• **Task**: Copy exactly the lines of the material below, starting with the first and including the line that holds "pub fn is_empty(&self)".

● ● ● ●

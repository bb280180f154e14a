use std::fmt::{self, Display};

use crate::ExcelError;

#[cfg(feature = "serde")]
use serde::{Deserialize, Serialize};

/// Content of a cell as handed over by a data source, and the result type of
/// evaluating an expression.
///
/// A formula cell is a `Text` value whose first character is `=`.
#[cfg_attr(feature = "serde", derive(Serialize, Deserialize))]
#[derive(Debug, Clone, PartialEq)]
pub enum LiteralValue {
    Int(i64),
    Number(f64),
    Text(String),
    Boolean(bool),
    Array(Vec<Vec<LiteralValue>>),
    Empty,
    Error(ExcelError),
}

impl Display for LiteralValue {
    fn fmt(&self, f: &mut fmt::Formatter<'_>) -> fmt::Result {
        match self {
            LiteralValue::Int(i) => write!(f, "{i}"),
            LiteralValue::Number(n) => write!(f, "{n}"),
            LiteralValue::Text(s) => write!(f, "{s}"),
            LiteralValue::Boolean(b) => write!(f, "{}", if *b { "TRUE" } else { "FALSE" }),
            LiteralValue::Error(e) => write!(f, "{e}"),
            LiteralValue::Array(rows) => {
                f.write_str("{")?;
                for (r, row) in rows.iter().enumerate() {
                    if r > 0 {
                        f.write_str(";")?;
                    }
                    for (c, item) in row.iter().enumerate() {
                        if c > 0 {
                            f.write_str(",")?;
                        }
                        write!(f, "{item}")?;
                    }
                }
                f.write_str("}")
            }
            LiteralValue::Empty => Ok(()),
        }
    }
}

impl LiteralValue {
    /// The formula text if this value is one (`=` included).
    pub fn as_formula(&self) -> Option<&str> {
        match self {
            LiteralValue::Text(s) if s.starts_with('=') => Some(s.as_str()),
            _ => None,
        }
    }

    pub fn is_formula(&self) -> bool {
        self.as_formula().is_some()
    }

    pub fn is_empty(&self) -> bool {
        match self {
            LiteralValue::Empty => true,
            LiteralValue::Text(s) => s.is_empty(),
            _ => false,
        }
    }

    pub fn as_number(&self) -> Option<f64> {
        match self {
            LiteralValue::Int(i) => Some(*i as f64),
            LiteralValue::Number(n) => Some(*n),
            LiteralValue::Boolean(b) => Some(if *b { 1.0 } else { 0.0 }),
            _ => None,
        }
    }

    pub fn is_truthy(&self) -> bool {
        match self {
            LiteralValue::Boolean(b) => *b,
            LiteralValue::Int(i) => *i != 0,
            LiteralValue::Number(n) => *n != 0.0,
            LiteralValue::Text(s) => !s.is_empty(),
            LiteralValue::Array(arr) => !arr.is_empty(),
            LiteralValue::Error(_) => false,
            LiteralValue::Empty => false,
        }
    }
}

impl From<f64> for LiteralValue {
    fn from(n: f64) -> Self {
        LiteralValue::Number(n)
    }
}

impl From<i64> for LiteralValue {
    fn from(i: i64) -> Self {
        LiteralValue::Int(i)
    }
}

impl From<bool> for LiteralValue {
    fn from(b: bool) -> Self {
        LiteralValue::Boolean(b)
    }
}

impl From<&str> for LiteralValue {
    fn from(s: &str) -> Self {
        LiteralValue::Text(s.to_string())
    }
}

impl From<String> for LiteralValue {
    fn from(s: String) -> Self {
        LiteralValue::Text(s)
    }
}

● ● ● ●

• **Output for this exercise**:
repository bb280180f154e14a
use std::fmt::{self, Display};

use crate::ExcelError;

#[cfg(feature = "serde")]
use serde::{Deserialize, Serialize};

/// Content of a cell as handed over by a data source, and the result type of
/// evaluating an expression.
///
/// A formula cell is a `Text` value whose first character is `=`.
#[cfg_attr(feature = "serde", derive(Serialize, Deserialize))]
#[derive(Debug, Clone, PartialEq)]
pub enum LiteralValue {
    Int(i64),
    Number(f64),
    Text(String),
    Boolean(bool),
    Array(Vec<Vec<LiteralValue>>),
    Empty,
    Error(ExcelError),
}

impl Display for LiteralValue {
    fn fmt(&self, f: &mut fmt::Formatter<'_>) -> fmt::Result {
        match self {
            LiteralValue::Int(i) => write!(f, "{i}"),
            LiteralValue::Number(n) => write!(f, "{n}"),
            LiteralValue::Text(s) => write!(f, "{s}"),
            LiteralValue::Boolean(b) => write!(f, "{}", if *b { "TRUE" } else { "FALSE" }),
            LiteralValue::Error(e) => write!(f, "{e}"),
            LiteralValue::Array(rows) => {
                f.write_str("{")?;
                for (r, row) in rows.iter().enumerate() {
                    if r > 0 {
                        f.write_str(";")?;
                    }
                    for (c, item) in row.iter().enumerate() {
                        if c > 0 {
                            f.write_str(",")?;
                        }
                        write!(f, "{item}")?;
                    }
                }
                f.write_str("}")
            }
            LiteralValue::Empty => Ok(()),
        }
    }
}

impl LiteralValue {
    /// The formula text if this value is one (`=` included).
    pub fn as_formula(&self) -> Option<&str> {
        match self {
            LiteralValue::Text(s) if s.starts_with('=') => Some(s.as_str()),
            _ => None,
        }
    }

    pub fn is_formula(&self) -> bool {
        self.as_formula().is_some()
    }

    pub fn is_empty(&self) -> bool {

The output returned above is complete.